Chronic Spinal Cord Injury Reduces Aortic Wall Shear Stress and Increases Diameter

Janice J. Yeung, MD, Stanford University, General Surgery, University of Rochester, Rochester, NY; Thomas A. Abbruzzesse, MD, Stanford, CA; Hyun Jin Kim, Stanford, CA; Irene E. Vignon, Stanford, CA; Mary T. Draney, PhD, Stanford, CA; Kay K. Yeung, MD, Stanford, CA; John K. Karwowski, MD, Stanford, CA; Inder Perkash, MD, Stanford, CA; Charles A. Taylor, PhD, Stanford, CA; Ronald L. Dalman, MD, Stanford, CA;

Purpose: Resistive aortic hemodynamic conditions and reduced antegrade wall shear stress (WSS) upregulate pro-inflammatory gene expression and proteolysis, potentially promoting abdominal aortic aneurysm (AAA) disease. We used abdominal ultrasound, magnetic resonance (MR) imaging and computational flow modeling to determine the relationship between reduced infrarenal aortic blood flow and AAA risk in chronic spinal cord injury (SCI) patients.
Methods: Aortic diameter was prospectively measured in 1) chronic SCI (n=123) and 2) age and risk factor matched ambulatory control patients (n=129) via ultrasound (US).
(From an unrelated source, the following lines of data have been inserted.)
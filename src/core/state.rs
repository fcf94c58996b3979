//! # Application State
//!
//! Core business state for the showcase. This module contains domain data
//! only; presentation state (selected list row, focused view, overlays)
//! lives in the `tui` module.
//!
//! ```text
//! App
//! ├── animals: Vec<AnimalRecord>          // full collection, set by SetAnimals
//! ├── filtered_animals: Vec<AnimalRecord> // derived view
//! ├── current_animal: Option<String>      // selection, by id
//! ├── favorites: Favorites                // durable set of ids
//! ├── loading: bool
//! ├── error: Option<AppError>             // last error only
//! ├── search_term: String
//! ├── filters: FilterCriteria
//! ├── preferences: Preferences            // durable, per key
//! ├── stats: Option<AnimalStats>          // fold over `animals`
//! ├── current_page: usize                 // 1-based
//! ├── breadcrumbs: Vec<Breadcrumb>
//! └── recent_searches: RecentSearches     // durable, MRU
//! ```
//!
//! State changes only happen through `update(state, action)` in action.rs.
//! Reads from outside go through `&App`.

use serde::{Deserialize, Serialize};

use crate::core::animal::AnimalRecord;
use crate::core::error::AppError;
use crate::core::favorites::Favorites;
use crate::core::filter::FilterCriteria;
use crate::core::preferences::Preferences;
use crate::core::recent::RecentSearches;
use crate::core::stats::AnimalStats;
use crate::core::storage::KeyValueStore;

#[derive(Debug, Clone, PartialEq, Eq, Serialize, Deserialize)]
pub struct Breadcrumb {
    pub label: String,
    pub path: String,
}

impl Breadcrumb {
    pub fn new(label: impl Into<String>, path: impl Into<String>) -> Self {
        Self {
            label: label.into(),
            path: path.into(),
        }
    }
}

#[derive(Debug, Clone)]
pub struct App {
    pub animals: Vec<AnimalRecord>,
    pub filtered_animals: Vec<AnimalRecord>,
    pub current_animal: Option<String>,
    pub favorites: Favorites,
    pub loading: bool,
    pub error: Option<AppError>,
    pub search_term: String,
    pub filters: FilterCriteria,
    pub preferences: Preferences,
    pub stats: Option<AnimalStats>,
    pub current_page: usize,
    pub breadcrumbs: Vec<Breadcrumb>,
    pub recent_searches: RecentSearches,
}

impl Default for App {
    fn default() -> Self {
        Self::new()
    }
}

impl App {
    pub fn new() -> Self {
        Self {
            animals: Vec::new(),
            filtered_animals: Vec::new(),
            current_animal: None,
            favorites: Favorites::new(),
            loading: false,
            error: None,
            search_term: String::new(),
            filters: FilterCriteria::default(),
            preferences: Preferences::default(),
            stats: None,
            current_page: 1,
            breadcrumbs: Vec::new(),
            recent_searches: RecentSearches::default(),
        }
    }

    /// Fresh state with the durable parts (favorites, preferences, recent
    /// searches) read back from `store`.
    pub fn from_store(store: &dyn KeyValueStore) -> Self {
        Self {
            favorites: Favorites::load(store),
            preferences: Preferences::load(store),
            recent_searches: RecentSearches::load(store),
            ..Self::new()
        }
    }

    /// Filters plus the active search term, as one set of criteria.
    pub fn active_criteria(&self) -> FilterCriteria {
        let mut criteria = self.filters.clone();
        let term = self.search_term.trim();
        criteria.search_term = if term.is_empty() {
            None
        } else {
            Some(term.to_string())
        };
        criteria
    }

    pub fn find_animal(&self, id: &str) -> Result<&AnimalRecord, AppError> {
        self.animals
            .iter()
            .find(|a| a.id == id)
            .ok_or_else(|| AppError::not_found(id))
    }

    pub fn selected_animal(&self) -> Option<&AnimalRecord> {
        self.current_animal
            .as_deref()
            .and_then(|id| self.animals.iter().find(|a| a.id == id))
    }

    pub fn is_favorite(&self, id: &str) -> bool {
        self.favorites.contains(id)
    }

    /// Favorite records in catalogue order.
    pub fn favorite_animals(&self) -> Vec<&AnimalRecord> {
        self.animals
            .iter()
            .filter(|a| self.favorites.contains(&a.id))
            .collect()
    }
}

#[cfg(test)]
mod tests {
    use super::*;
    use crate::core::error::ErrorCode;
    use crate::core::storage::{MemoryStore, keys};
    use crate::test_support::loaded_app;

    #[test]
    fn test_app_new_defaults() {
        let app = App::new();
        assert!(app.animals.is_empty());
        assert!(!app.loading);
        assert_eq!(app.current_page, 1);
        assert!(app.search_term.is_empty());
        assert!(app.filters.is_empty());
    }

    #[test]
    fn test_from_store_reads_durable_fields() {
        let mut store = MemoryStore::new();
        store.set(keys::FAVORITES, r#"["3"]"#).unwrap();
        store.set(keys::THEME, r#""light""#).unwrap();
        store.set(keys::RECENT_SEARCHES, r#"["tiger"]"#).unwrap();

        let app = App::from_store(&store);
        assert!(app.is_favorite("3"));
        assert_eq!(app.preferences.theme, crate::core::preferences::Theme::Light);
        assert_eq!(app.recent_searches.entries(), &["tiger"]);
    }

    #[test]
    fn test_find_animal_not_found() {
        let app = loaded_app();
        assert_eq!(app.find_animal("6").unwrap().name, "Cheetah");
        let err = app.find_animal("nope").unwrap_err();
        assert_eq!(err.code, ErrorCode::NotFound);
    }

    #[test]
    fn test_active_criteria_ignores_blank_term() {
        let mut app = loaded_app();
        app.search_term = "   ".to_string();
        assert!(app.active_criteria().search_term.is_none());
        app.search_term = " lion ".to_string();
        assert_eq!(app.active_criteria().search_term.as_deref(), Some("lion"));
    }

    #[test]
    fn test_favorite_animals_in_catalogue_order() {
        let mut app = loaded_app();
        app.favorites.add("7");
        app.favorites.add("2");
        let names: Vec<&str> = app.favorite_animals().iter().map(|a| a.name.as_str()).collect();
        assert_eq!(names, vec!["African Elephant", "Eurasian Elk"]);
    }
}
In 5 SCI and 6 control patients all with aortic diameter < 3cm , MR angiography (MRA) and phase-contrast MR imaging (PC-MRI) were used to measure aortic shape and blood flow, respectively. These data sets were used to generate fractal tree bifurcation models extending from the common iliac arteries to pre-capillary arterioles (10um) for comparisons between control and non-aneurysmal SCI aorta and a representative small AAA model (Figure 1 - top row: anatomic models, bottom row: calculated resting WSS between groups).
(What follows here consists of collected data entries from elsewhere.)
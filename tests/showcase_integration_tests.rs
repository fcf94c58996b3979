use std::sync::mpsc;
use std::time::{Duration, Instant};

use wildlife::core::action::{Action, filter_animals, search_animals, update};
use wildlife::core::animal::{Category, ConservationStatus};
use wildlife::core::catalogue::{CatalogueSource, StaticCatalogue};
use wildlife::core::error::ErrorCode;
use wildlife::core::filter::{self, FilterCriteria};
use wildlife::core::loader::{fetch_animal, load_catalogue};
use wildlife::core::persist::dispatch;
use wildlife::core::preferences::{PreferencesPatch, Theme};
use wildlife::core::slider::{SliderController, SliderKey, SliderSettings};
use wildlife::core::state::App;
use wildlife::core::storage::{FileStore, KeyValueStore};

// ============================================================================
// Helper Functions
// ============================================================================

fn temp_dir() -> std::path::PathBuf {
    std::env::temp_dir().join(format!("wildlife-it-{}", uuid::Uuid::new_v4()))
}

/// Runs a full load through the channel and applies every action it sent.
async fn load_into(app: &mut App, store: &mut dyn KeyValueStore) {
    let (tx, rx) = mpsc::channel();
    load_catalogue(&StaticCatalogue, Duration::ZERO, ErrorCode::InitError, tx).await;
    for action in rx.try_iter() {
        dispatch(app, store, action);
    }
}

// ============================================================================
// Loading
// ============================================================================

#[tokio::test]
async fn test_load_populates_collection_and_stats() {
    let dir = temp_dir();
    let mut store = FileStore::open(dir.clone()).unwrap();
    let mut app = App::from_store(&store);
    load_into(&mut app, &mut store).await;

    assert!(!app.loading);
    assert!(app.error.is_none());
    assert_eq!(app.animals.len(), 7);
    assert_eq!(app.filtered_animals.len(), 7);
    let stats = app.stats.as_ref().unwrap();
    assert_eq!(stats.total_animals, 7);
    assert_eq!(stats.by_continent.get("Africa"), Some(&5));
    assert_eq!(stats.at_risk(ConservationStatus::Endangered), 3);

    let _ = std::fs::remove_dir_all(dir);
}

#[test]
fn test_fetch_single_animal() {
    let tiger = tokio_test::block_on(fetch_animal(&StaticCatalogue, "3")).unwrap();
    assert_eq!(tiger.name, "Bengal Tiger");

    let missing = tokio_test::block_on(fetch_animal(&StaticCatalogue, "99")).unwrap_err();
    assert_eq!(missing.code, ErrorCode::NotFound);
}

// ============================================================================
// Search and Filter
// ============================================================================

#[test]
fn test_search_and_filters_compose() {
    let mut app = App::new();
    let animals = tokio_test::block_on(StaticCatalogue.load()).unwrap();
    update(&mut app, Action::SetAnimals(animals));

    filter_animals(
        &mut app,
        FilterCriteria {
            category: Some(Category::Mammal),
            ..Default::default()
        },
    );
    assert_eq!(app.filtered_animals.len(), 7);

    filter_animals(
        &mut app,
        FilterCriteria {
            continent: Some("asia".to_string()),
            ..Default::default()
        },
    );
    let names: Vec<&str> = app.filtered_animals.iter().map(|a| a.name.as_str()).collect();
    assert_eq!(names, vec!["Bengal Tiger"]);

    // Search narrows within the active filters
    search_animals(&mut app, "lion");
    assert!(app.filtered_animals.is_empty());

    update(&mut app, Action::ResetFilters);
    search_animals(&mut app, "lion");
    assert!(app.filtered_animals.iter().any(|a| a.name == "African Lion"));

    let pages = filter::page_count(7, 5);
    assert_eq!(pages, 2);
    assert_eq!(filter::paginate(&app.animals, 2, 5).len(), 2);
}

// ============================================================================
// Persistence
// ============================================================================

#[test]
fn test_favorites_and_preferences_survive_restart() {
    let dir = temp_dir();
    {
        let mut store = FileStore::open(dir.clone()).unwrap();
        let mut app = App::from_store(&store);
        dispatch(&mut app, &mut store, Action::ToggleFavorite("3".to_string()));
        dispatch(&mut app, &mut store, Action::ToggleFavorite("1".to_string()));
        dispatch(&mut app, &mut store, Action::ToggleFavorite("1".to_string()));
        dispatch(
            &mut app,
            &mut store,
            Action::SetPreferences(PreferencesPatch::theme(Theme::Light)),
        );
        dispatch(&mut app, &mut store, Action::RecordSearch("tiger".to_string()));
    }

    let store = FileStore::open(dir.clone()).unwrap();
    let app = App::from_store(&store);
    assert!(app.is_favorite("3"));
    assert!(!app.is_favorite("1"));
    assert_eq!(app.favorites.len(), 1);
    assert_eq!(app.preferences.theme, Theme::Light);
    assert!(app.preferences.auto_play);
    assert_eq!(app.recent_searches.entries(), &["tiger"]);

    let _ = std::fs::remove_dir_all(dir);
}

// ============================================================================
// Slider
// ============================================================================

#[test]
fn test_slider_wraps_and_settles() {
    let settings = SliderSettings {
        auto_play: false,
        ..Default::default()
    };
    let mut slider = SliderController::new(7, settings);
    let start = Instant::now();

    assert!(slider.handle_key(SliderKey::Left, start));
    assert_eq!(slider.current_index(), 6);

    // Ignored until the transition ends
    assert!(!slider.next(start));
    let settled = start + settings.transition_duration;
    assert!(slider.tick(settled));

    assert!(slider.next(settled));
    assert_eq!(slider.current_index(), 0);
    slider.teardown();
    assert!(!slider.has_pending_timers());
}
Results: Age, gender, and smoking history were comparable between SCI and control patients (p=NS). Hypertension, increased BMI and family history of AAA disease were more prevalent in control subjects (all p<.03). Time since spinal injury was 26±12 (mean ± SD) years. Despite lower blood pressure and smaller body habitus, aortic diameter was larger (p<.01) and the prevalence of large (≥2.5 cm, p<.01) or aneurysmal (≥3.0 cm, p<.05) aortas was greater in SCI patients. Paradoxically, SCI common iliac artery diameter was smaller (<1.0 cm = 48% SCI vs. 26% control, p<.0001). Focal, pre-aneurysmal enlargement was noted in 4/5 SCI patients without AAA (Figure 2, representative SCI patient, vs. Figure 3, control), and although aortic pressure waveforms and pulse pressures were similar between groups, computational modeling demonstrated that resting infrarenal aortic WSS was 2x lower in aneurysm-free SCI patients and 5x lower in the small AAA model as compared to hemodynamic conditions in control patients (Figure 1, bottom row: color scale for WSS noted to the right of each representative image).
Conclusion: Despite diminished iliac artery diameter, chronic SCI is associated with increased aortic diameter and AAA prevalence. Aortic degeneration may be accelerated by reduced antegrade shear exposure present in this high risk patient group, both at rest and in the absence of ambulation. Increased antegrade shear forces induced by exercise may reduce AAA risk in sedentary individuals.